Is it not possible that sleeplessness is a symptom of but not the cause of death in fatal familial Insomnia? If there is loss of neurons in the thalamus it stands to reason that the brain is receiving less and less sensory information and therefore sleep is not needed. However this lack of sensory input would cause a reduction in the regulatory role of the brain and the body would die from lack of maintenance.

The role of adenosine is cytoprotection and is produced by all cells, could it be that the levels rise as a result of the brain ignoring sensory input?

Amphibious54
Post 3

@ Parmnparsley- The Thalamus is the sensory switchboard of the brain, and the hypothalamus lies just below it. The thalamus relays signals to various parts of the brain that control behavior.

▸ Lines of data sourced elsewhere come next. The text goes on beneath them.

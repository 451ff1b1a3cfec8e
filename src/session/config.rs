use std::time::Duration;

use crate::wire::frame::{ChannelId, ChannelIdEncoding};


/// Ids of the session-internal channels. These are deployment constants: all peers of one
///  deployment must use the same values, and application channels must not collide with them.
///  The defaults sit at the top of the id range to keep the low ids free for applications.
#[derive(Debug, Clone, Copy, Eq, PartialEq)]
pub struct ReservedChannelIds {
    /// reliable; carries the peer's display name, completes the session handshake
    pub login: ChannelId,
    /// liveness probes; payload is a single ignored byte
    pub health: ChannelId,
    /// discovery announcements; a wire-level marker, never a registered channel
    pub beacon: ChannelId,
}

impl Default for ReservedChannelIds {
    fn default() -> Self {
        ReservedChannelIds {
            login: ChannelId(0xFFFF),
            health: ChannelId(0xFFFE),
            beacon: ChannelId(0xFFFD),
        }
    }
}

impl ReservedChannelIds {
    pub fn is_reserved(&self, id: ChannelId) -> bool {
        id == self.login || id == self.health || id == self.beacon
    }
}


/// Configuration for one session endpoint (server or client).
///
/// Ports come in pairs by convention: each side listens on its own `listen_port` (TCP and
///  UDP alike) and addresses the peer at `send_port`. The defaults pair a server at 59901
///  with clients at 59902; a client config must mirror the server's pair.
#[derive(Debug, Clone)]
pub struct SessionConfig {
    pub listen_port: u16,
    pub send_port: u16,

    /// Size of pooled transport buffers, and with that the per-frame size limit on
    ///  receive. Not negotiated: an inbound frame larger than this is skipped, so a peer
    ///  configured with a bigger limit loses those frames but keeps its connection.
    pub buffer_size: usize,
    pub max_pooled_buffers: usize,

    /// must be identical on both ends of a deployment
    pub channel_id_encoding: ChannelIdEncoding,
    pub reserved_channels: ReservedChannelIds,

    pub heartbeat_interval: Duration,
    /// liveness probes a peer may miss before it is evicted
    pub max_health_lost_count: u32,

    pub beacon_interval: Duration,
}

impl SessionConfig {
    pub fn server_default() -> SessionConfig {
        SessionConfig {
            listen_port: 59901,
            send_port: 59902,
            buffer_size: 8192,
            max_pooled_buffers: 16,
            channel_id_encoding: ChannelIdEncoding::Varint,
            reserved_channels: ReservedChannelIds::default(),
            heartbeat_interval: Duration::from_millis(500),
            max_health_lost_count: 5,
            beacon_interval: Duration::from_secs(1),
        }
    }

    pub fn client_default() -> SessionConfig {
        SessionConfig {
            listen_port: 59902,
            send_port: 59901,
            ..Self::server_default()
        }
    }
}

The hypothalamus receives signals that control sex drive, anxiousness, sleep and appetite, automatic nervous responses, and the pituitary gland. Essentially the hypothalamus is the emotion center, and the thalamus routes signals dealing with emotion to the hypothalamus.

parmnparsley
Post 2

@ Fiorite- I never thought about PTSD being brain damage...actually, I never really thought about what PTSD was until reading this article and your post. Honestly, I never knew much about the brain before this article. I have heard of things like the cerebral cortex, temporal lobes, pituitary glands, and hypothalamus, but not the thalamus. What is the difference between the thalamus and the hypothalamus?

Fiorite
Post 1

Since the thalamus is the sensory gateway of the brain, thalamus function is what is affected in patients suffering from post-traumatic stress disorder (PTSD).

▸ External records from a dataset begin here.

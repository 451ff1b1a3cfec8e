use std::net::{IpAddr, SocketAddr};
use std::sync::atomic::{AtomicBool, Ordering};
use std::sync::{Arc, Mutex};

use tokio::task::JoinHandle;
use tracing::{debug, error, info, warn};

use crate::session::beacon::BeaconBroadcaster;
use crate::session::channel::{Channel, ChannelRegistry, CheckMode, DataChannel, Qos};
use crate::session::config::SessionConfig;
use crate::session::heartbeat;
use crate::session::peer::{Peer, PeerGroup, PeerRegistry};
use crate::session::{build_frame, CallbackExecutor, ConnectionHandler, InlineExecutor};
use crate::transport::buffer_pool::BufferPool;
use crate::transport::tcp::{TcpConnection, TcpServerTransport};
use crate::transport::udp::UdpTransport;
use crate::transport::{DatagramHandler, StreamHandler};
use crate::wire::codec::{StringCodec, U8Codec};
use crate::wire::compress::Compression;
use crate::wire::frame::{try_next_frame, ChannelId};


/// The server half of a session: accepts any number of clients, tracks them in the peer
///  registry, probes their liveness and routes per-channel traffic over the transport the
///  channel's QoS selects. Lifecycle is `Closed -> Open -> Closed`; both transitions are
///  idempotent.
pub struct SessionServer {
    core: Arc<ServerCore>,
    state: tokio::sync::Mutex<Option<OpenState>>,
    is_open: AtomicBool,
}

struct OpenState {
    udp: Arc<UdpTransport>,
    tcp: Arc<TcpServerTransport>,
    tasks: Vec<JoinHandle<()>>,
}

struct ServerCore {
    config: Arc<SessionConfig>,
    channels: ChannelRegistry,
    peers: Arc<PeerRegistry>,
    executor: Arc<dyn CallbackExecutor>,
    beacon: Arc<BeaconBroadcaster>,
    buffer_pool: Arc<BufferPool>,
    on_connected: Arc<Mutex<Option<ConnectionHandler>>>,
    on_disconnected: Mutex<Option<ConnectionHandler>>,
    /// present while the session is open; the unreliable send path and the beacon one-shots
    ///  go through here
    udp: Mutex<Option<Arc<UdpTransport>>>,
}

impl SessionServer {
    pub fn new(config: SessionConfig) -> anyhow::Result<SessionServer> {
        Self::with_executor(config, Arc::new(InlineExecutor))
    }

    pub fn with_executor(
        config: SessionConfig,
        executor: Arc<dyn CallbackExecutor>,
    ) -> anyhow::Result<SessionServer> {
        let config = Arc::new(config);
        let on_connected: Arc<Mutex<Option<ConnectionHandler>>> = Arc::new(Mutex::new(None));

        let core = Arc::new(ServerCore {
            config: config.clone(),
            channels: ChannelRegistry::new(),
            peers: Arc::new(PeerRegistry::new()),
            executor,
            beacon: Arc::new(BeaconBroadcaster::new()),
            buffer_pool: BufferPool::new(config.buffer_size, config.max_pooled_buffers),
            on_connected: on_connected.clone(),
            on_disconnected: Mutex::new(None),
            udp: Mutex::new(None),
        });

        // the login channel completes the handshake: it delivers the peer's display name,
        // and only then does the application learn about the connection
        core.channels.register(Arc::new(DataChannel::new(
            config.reserved_channels.login,
            Qos::Reliable,
            Compression::None,
            StringCodec,
            move |peer: Option<Arc<Peer>>, name: String| {
                if let Some(peer) = peer {
                    peer.set_name(name);
                    info!("login completed: {:?}", peer);
                    let handler = on_connected.lock().expect("handler lock poisoned").clone();
                    if let Some(handler) = handler {
                        handler(peer);
                    }
                }
            },
        )))?;

        core.channels.register(Arc::new(DataChannel::new(
            config.reserved_channels.health,
            Qos::Unreliable,
            Compression::None,
            U8Codec,
            |_, _: u8| {},
        )))?;

        Ok(SessionServer {
            core,
            state: tokio::sync::Mutex::new(None),
            is_open: AtomicBool::new(false),
        })
    }

    pub fn is_open(&self) -> bool {
        self.is_open.load(Ordering::SeqCst)
    }

    pub fn set_on_connected(&self, handler: impl Fn(Arc<Peer>) + Send + Sync + 'static) {
        *self.core.on_connected.lock().expect("handler lock poisoned") = Some(Arc::new(handler));
    }

    pub fn set_on_disconnected(&self, handler: impl Fn(Arc<Peer>) + Send + Sync + 'static) {
        *self.core.on_disconnected.lock().expect("handler lock poisoned") = Some(Arc::new(handler));
    }

    pub fn add_channel<T: Send + 'static>(&self, channel: DataChannel<T>) -> anyhow::Result<()> {
        if self.core.config.reserved_channels.is_reserved(channel.id()) {
            anyhow::bail!("channel id {:?} is reserved for session-internal traffic", channel.id());
        }
        self.core.channels.register(Arc::new(channel))
    }

    pub fn remove_channel(&self, id: ChannelId) -> anyhow::Result<()> {
        if self.core.config.reserved_channels.is_reserved(id) {
            anyhow::bail!("channel id {:?} is reserved for session-internal traffic", id);
        }
        self.core.channels.deregister(id)
    }

    pub fn get_peer(&self, addr: IpAddr) -> Option<Arc<Peer>> {
        self.core.peers.find(addr)
    }

    /// Binds both transports, starts the liveness monitor and the beacon task. A no-op if
    ///  the session is already open.
    pub async fn open(&self) -> anyhow::Result<()> {
        let mut state = self.state.lock().await;
        if state.is_some() {
            return Ok(());
        }

        let config = &self.core.config;
        let udp = Arc::new(UdpTransport::bind(config.listen_port, self.core.buffer_pool.clone()).await?);
        let tcp = Arc::new(TcpServerTransport::bind(config.listen_port).await?);
        *self.core.udp.lock().expect("transport lock poisoned") = Some(udp.clone());

        let mut tasks = Vec::new();
        {
            let udp = udp.clone();
            let handler: Arc<dyn DatagramHandler> = self.core.clone();
            tasks.push(tokio::spawn(async move {
                if let Err(e) = udp.recv_loop(handler).await {
                    error!("datagram receive loop failed: {}", e);
                }
            }));
        }
        {
            let tcp = tcp.clone();
            let encoding = config.channel_id_encoding;
            let pool = self.core.buffer_pool.clone();
            let handler: Arc<dyn StreamHandler> = self.core.clone();
            tasks.push(tokio::spawn(async move {
                if let Err(e) = tcp.accept_loop(encoding, pool, handler).await {
                    error!("accept loop failed: {}", e);
                }
            }));
        }
        tasks.push(tokio::spawn(heartbeat::server_heartbeat_loop(
            config.clone(),
            self.core.peers.clone(),
            udp.clone(),
        )));
        {
            let beacon = self.core.beacon.clone();
            let udp = udp.clone();
            let config = config.clone();
            tasks.push(tokio::spawn(async move {
                beacon.announce_loop(udp, config).await;
            }));
        }

        info!("server session open, listening on port {}", config.listen_port);
        *state = Some(OpenState { udp, tcp, tasks });
        self.is_open.store(true, Ordering::SeqCst);
        Ok(())
    }

    /// Disconnects every peer, stops all transports and timers. A no-op if already closed.
    pub async fn close(&self) {
        let state = self.state.lock().await.take();
        let Some(state) = state else {
            return;
        };
        self.is_open.store(false, Ordering::SeqCst);
        self.core.beacon.stop();

        for peer in self.core.peers.all() {
            peer.connection().disconnect();
        }

        state.tcp.cancel();
        state.udp.cancel();
        for task in state.tasks {
            task.abort();
        }
        *self.core.udp.lock().expect("transport lock poisoned") = None;

        info!("server session closed");
    }

    /// Forcibly drops one peer's connection; the regular disconnect path removes it from
    ///  the registry and fires the disconnected callback. `false` if the peer is not (or no
    ///  longer) registered.
    pub fn disconnect(&self, peer: &Arc<Peer>) -> bool {
        if !self.core.peers.contains(peer.addr()) {
            return false;
        }
        peer.connection().disconnect();
        true
    }

    /// Sends one value to one peer, routed by the channel's QoS class. `false` is a
    ///  delivery failure (unknown channel, unregistered peer, lost connection), not a fatal
    ///  error.
    pub async fn send<T: 'static>(&self, peer: &Arc<Peer>, channel_id: ChannelId, value: &T) -> bool {
        if !self.core.peers.contains(peer.addr()) {
            return false;
        }
        let Some(channel) = self.core.channels.get(channel_id) else {
            return false;
        };

        let frame = match build_frame(self.core.config.channel_id_encoding, channel.as_ref(), value) {
            Ok(frame) => frame,
            Err(e) => {
                warn!("failed to encode value for {:?}: {}", channel_id, e);
                return false;
            }
        };
        self.core.route(&channel, peer, &frame).await
    }

    /// Fan-out of one value to a peer group, encoded once. Members that have left the
    ///  registry (or equal `exclude`) are skipped. `false` only for an unknown channel.
    pub async fn broadcast<T: 'static>(
        &self,
        group: &PeerGroup,
        channel_id: ChannelId,
        value: &T,
        exclude: Option<&Arc<Peer>>,
    ) -> bool {
        let Some(channel) = self.core.channels.get(channel_id) else {
            return false;
        };
        let frame = match build_frame(self.core.config.channel_id_encoding, channel.as_ref(), value) {
            Ok(frame) => frame,
            Err(e) => {
                warn!("failed to encode value for {:?}: {}", channel_id, e);
                return false;
            }
        };

        for peer in group.members() {
            if let Some(excluded) = exclude {
                if peer.addr() == excluded.addr() {
                    continue;
                }
            }
            if !self.core.peers.contains(peer.addr()) {
                continue;
            }
            self.core.route(&channel, &peer, &frame).await;
        }
        true
    }

    // --- discovery ---

    pub fn add_beacon_target(&self, addr: IpAddr) {
        self.core.beacon.add_target(addr);
    }

    pub fn remove_beacon_target(&self, addr: IpAddr) {
        self.core.beacon.remove_target(addr);
    }

    pub fn set_beacon_announcement(&self, f: impl Fn() -> String + Send + Sync + 'static) {
        self.core.beacon.set_announcement(f);
    }

    pub fn beacon_start(&self) {
        self.core.beacon.start();
    }

    pub fn beacon_stop(&self) {
        self.core.beacon.stop();
    }

    /// One-shot directed announcement, e.g. to invite a known host outside the regular
    ///  beacon target list.
    pub async fn send_connect_beacon(&self, to: IpAddr) -> anyhow::Result<()> {
        let udp = self.core.udp()
            .ok_or_else(|| anyhow::anyhow!("session is not open"))?;
        self.core.beacon.send_connect_beacon(&udp, &self.core.config, to).await
    }
}

impl ServerCore {
    fn udp(&self) -> Option<Arc<UdpTransport>> {
        self.udp.lock().expect("transport lock poisoned").clone()
    }

    async fn route(&self, channel: &Arc<dyn Channel>, peer: &Arc<Peer>, frame: &[u8]) -> bool {
        match channel.qos() {
            Qos::Reliable => match peer.connection().send(frame).await {
                Ok(()) => true,
                Err(e) => {
                    debug!("reliable send to {:?} failed: {}", peer, e);
                    false
                }
            },
            Qos::Unreliable => match self.udp() {
                Some(udp) => {
                    udp.send_to(SocketAddr::new(peer.addr(), self.config.send_port), frame).await;
                    true
                }
                None => false,
            },
        }
    }

    fn fire_disconnected(&self, peer: Arc<Peer>) {
        let handler = self.on_disconnected.lock().expect("handler lock poisoned").clone();
        if let Some(handler) = handler {
            self.executor.run(Box::new(move || handler(peer)));
        }
    }

    /// The shared dispatch path for both transports. Stream frames always carry peer
    ///  identity; datagram frames only go through peer lookup for `Verified` channels.
    async fn dispatch_frame(&self, from: IpAddr, channel_id: ChannelId, payload: &[u8], from_stream: bool) {
        let reserved = &self.config.reserved_channels;

        if channel_id == reserved.beacon {
            // servers announce, they do not listen
            return;
        }

        let Some(channel) = self.channels.get(channel_id) else {
            return;
        };

        let verified = from_stream || channel.check_mode() == CheckMode::Verified;
        let result = if verified {
            match self.peers.find(from) {
                Some(peer) => {
                    peer.reset_health();
                    channel.dispatch(Some(peer), payload, self.executor.as_ref())
                }
                None => {
                    debug!("dropping frame on {:?} from unknown sender {}", channel_id, from);
                    Ok(())
                }
            }
        }
        else {
            channel.dispatch(None, payload, self.executor.as_ref())
        };

        if let Err(e) = result {
            warn!("failed to dispatch frame on {:?} from {}: {}", channel_id, from, e);
        }
    }
}

#[async_trait::async_trait]
impl DatagramHandler for ServerCore {
    async fn on_datagram(&self, from: SocketAddr, buf: &[u8]) {
        let mut remaining = buf;
        loop {
            // a fresh frame view per iteration: the scan state lives in `remaining` alone
            match try_next_frame(&mut remaining, self.config.channel_id_encoding) {
                Ok(Some(frame)) => {
                    self.dispatch_frame(from.ip(), frame.channel_id, frame.payload, false).await;
                }
                Ok(None) => break,
                Err(e) => {
                    warn!("malformed datagram from {}: {} - discarding rest of buffer", from, e);
                    break;
                }
            }
        }
    }
}

#[async_trait::async_trait]
impl StreamHandler for ServerCore {
    async fn on_connected(&self, connection: Arc<TcpConnection>) {
        let peer = Arc::new(Peer::new(connection.peer_ip(), connection.clone()));
        match self.peers.add(peer) {
            Ok(()) => {
                debug!("connection from {}", connection.peer_addr());
                // the connected callback fires once the login frame arrives
            }
            Err(e) => {
                warn!("rejecting connection from {}: {}", connection.peer_addr(), e);
                connection.disconnect();
            }
        }
    }

    async fn on_disconnected(&self, connection: Arc<TcpConnection>) {
        // remove only the peer owning this connection: a rejected duplicate connection's
        // teardown must not evict the original peer at the same address
        let removed = match self.peers.find(connection.peer_ip()) {
            Some(peer) if Arc::ptr_eq(peer.connection(), &connection) => {
                self.peers.remove(connection.peer_ip())
            }
            _ => None,
        };

        if let Some(peer) = removed {
            info!("peer {:?} disconnected", peer);
            self.fire_disconnected(peer);
        }
    }

    async fn on_frame(&self, connection: Arc<TcpConnection>, channel_id: ChannelId, payload: &[u8]) {
        self.dispatch_frame(connection.peer_ip(), channel_id, payload, true).await;
    }
}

Research has shown that sever psychological trauma can disrupt the relay of information to other parts of the brain. Specifically, PTSD sufferers cannot process their traumatic memories in the correct fashion, ultimately having a negative effect on cognition and behavior. PTSD prevents a person from understanding the totality of a situation, and when the sufferer accesses a traumatic memory, the brain malfunctions and there is a temporary disconnect between certain parts of the brain.

The brain is a fascinating organ. It is fascinating that an organ can control every other organ in the body. The functions of the different parts of the brain are so complex that it is no wonder outside stimulants can have such a profound effect on one’s life.